T中の図書室には、特設展示のコーナーを3つ作ってあります。

①新着図書コーナー
②話題の本コーナー(ドラマや映画の原作本など)
③ニュースになっている事柄コーナー

授業の場として使われることの多い(総合や自習、班での打ち合わせなど)図書室。日頃、本に親しんでいない生徒も、否応なしに本が目に入る環境です。それを利用しない手はないと思い、展示コーナーを多く取っています。

今回は③についてお話しします。

③のコーナーは、新聞やニュース、テレビなどで話題となっている事柄に関連した本を、いろいろなジャンルから集めてきて、並べてあります。

今やっているのは、 「レア・アース」です。こんな感じ↓

Photo

縦長の書架に、表紙をオモテにして10冊程度ならべてあります。写真のように、ページを開いて展示してある本も数冊あります。

今回は、化学の本(主に元素)、地学の本、輸入や自給率の関する本、経済の本、シャレで「鋼の錬金術師」(アルケミスト)…などを置きました。

このコーナーでは、主に学習に使う学校図書館用の資料を並べています
”書架に並んでいても、ほとんど手に取ってもらえない本に光を!”という、私の気持ちが入っています。

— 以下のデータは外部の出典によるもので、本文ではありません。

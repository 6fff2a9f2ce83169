//! Correlated report requests over the fire-and-forget transport.
//!
//! The server only speaks publish/subscribe, so a report fetch is a pair of
//! one-way events tied together by a [`RequestId`]. The hub keeps one slot
//! per outstanding request; the response handler fulfills the slot and the
//! waiting task removes it, so no subscription outlives its request.

use std::cell::RefCell;
use std::collections::HashMap;
use std::rc::Rc;

use blackjack_shared::{ReportData, ReportKind, RequestId};
use gloo_timers::future::TimeoutFuture;

use crate::error::ClientError;

/// Interval between slot checks while a request is outstanding.
pub const POLL_INTERVAL_MS: u32 = 100;
/// Hard upper bound on how long a request may stay outstanding.
pub const REQUEST_TIMEOUT_MS: u32 = 10_000;

#[derive(Clone, Debug)]
enum Slot {
    Pending,
    Resolved(ReportData),
}

#[derive(Debug, Default)]
struct HubInner {
    next_id: u64,
    slots: HashMap<RequestId, Slot>,
}

/// One-shot response slots keyed by request id.
///
/// Clonable handle; the state store fulfills slots from inbound messages
/// while spawned await tasks poll and remove them.
#[derive(Clone, Debug, Default)]
pub struct ReportHub {
    inner: Rc<RefCell<HubInner>>,
}

impl ReportHub {
    pub fn new() -> Self {
        Self::default()
    }

    /// Allocate a fresh request id with an empty slot.
    pub fn begin(&self) -> RequestId {
        let mut inner = self.inner.borrow_mut();
        inner.next_id += 1;
        let id = RequestId(inner.next_id);
        inner.slots.insert(id, Slot::Pending);
        id
    }

    /// Resolve the slot for `id`. A response for an unknown or expired id
    /// is dropped, not re-dispatched.
    pub fn fulfill(&self, id: RequestId, data: ReportData) {
        let mut inner = self.inner.borrow_mut();
        match inner.slots.get_mut(&id) {
            Some(slot @ Slot::Pending) => *slot = Slot::Resolved(data),
            Some(Slot::Resolved(_)) => {
                tracing::warn!(?id, "duplicate report response dropped");
            }
            None => {
                tracing::warn!(?id, "late report response for unknown request dropped");
            }
        }
    }

    /// Remove the slot for `id` without resolving it.
    pub fn cancel(&self, id: RequestId) {
        self.inner.borrow_mut().slots.remove(&id);
    }

    /// Take the resolved payload for `id`, removing the slot. Returns
    /// `None` while the request is still outstanding.
    pub fn try_take(&self, id: RequestId) -> Option<ReportData> {
        let mut inner = self.inner.borrow_mut();
        match inner.slots.get(&id) {
            Some(Slot::Resolved(_)) => match inner.slots.remove(&id) {
                Some(Slot::Resolved(data)) => Some(data),
                _ => None,
            },
            _ => None,
        }
    }

    /// Whether `id` still has an unresolved slot.
    pub fn is_pending(&self, id: RequestId) -> bool {
        matches!(self.inner.borrow().slots.get(&id), Some(Slot::Pending))
    }
}

/// Suspend until the slot for `id` resolves, yielding between checks so
/// inbound events and user interaction keep processing. Gives up after
/// [`REQUEST_TIMEOUT_MS`] and removes the slot so nothing leaks.
pub async fn await_report(
    hub: ReportHub,
    kind: ReportKind,
    id: RequestId,
) -> Result<ReportData, ClientError> {
    let mut waited_ms = 0u32;
    loop {
        if let Some(data) = hub.try_take(id) {
            return Ok(data);
        }
        if waited_ms >= REQUEST_TIMEOUT_MS {
            hub.cancel(id);
            return Err(ClientError::RequestTimeout { kind });
        }
        TimeoutFuture::new(POLL_INTERVAL_MS).await;
        waited_ms += POLL_INTERVAL_MS;
    }
}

小説にはあまり興味のない生徒に、「世の中にはこんな本もあるんだよ」とアピールしたいという気持ちも。

生徒らは、けっこう立ち止まって眺めてくれています。(素行のよろしくないコたちもね

「知っている、知ってる!昨日、池上さんが(池上彰氏)がニュースで説明してた、コレ!」

先日、こういう声も聞こえてきました。

これまでで一番ヒットしたテーマは、「覚醒剤」でした。(酒井ノリピー事件の時です。)覚醒剤を使用した人の脳の写真(保健)や、水谷修氏(夜回り先生)の本などに人気が集まりましたね。(たばこ・シンナーなども登場させたせいでしょう)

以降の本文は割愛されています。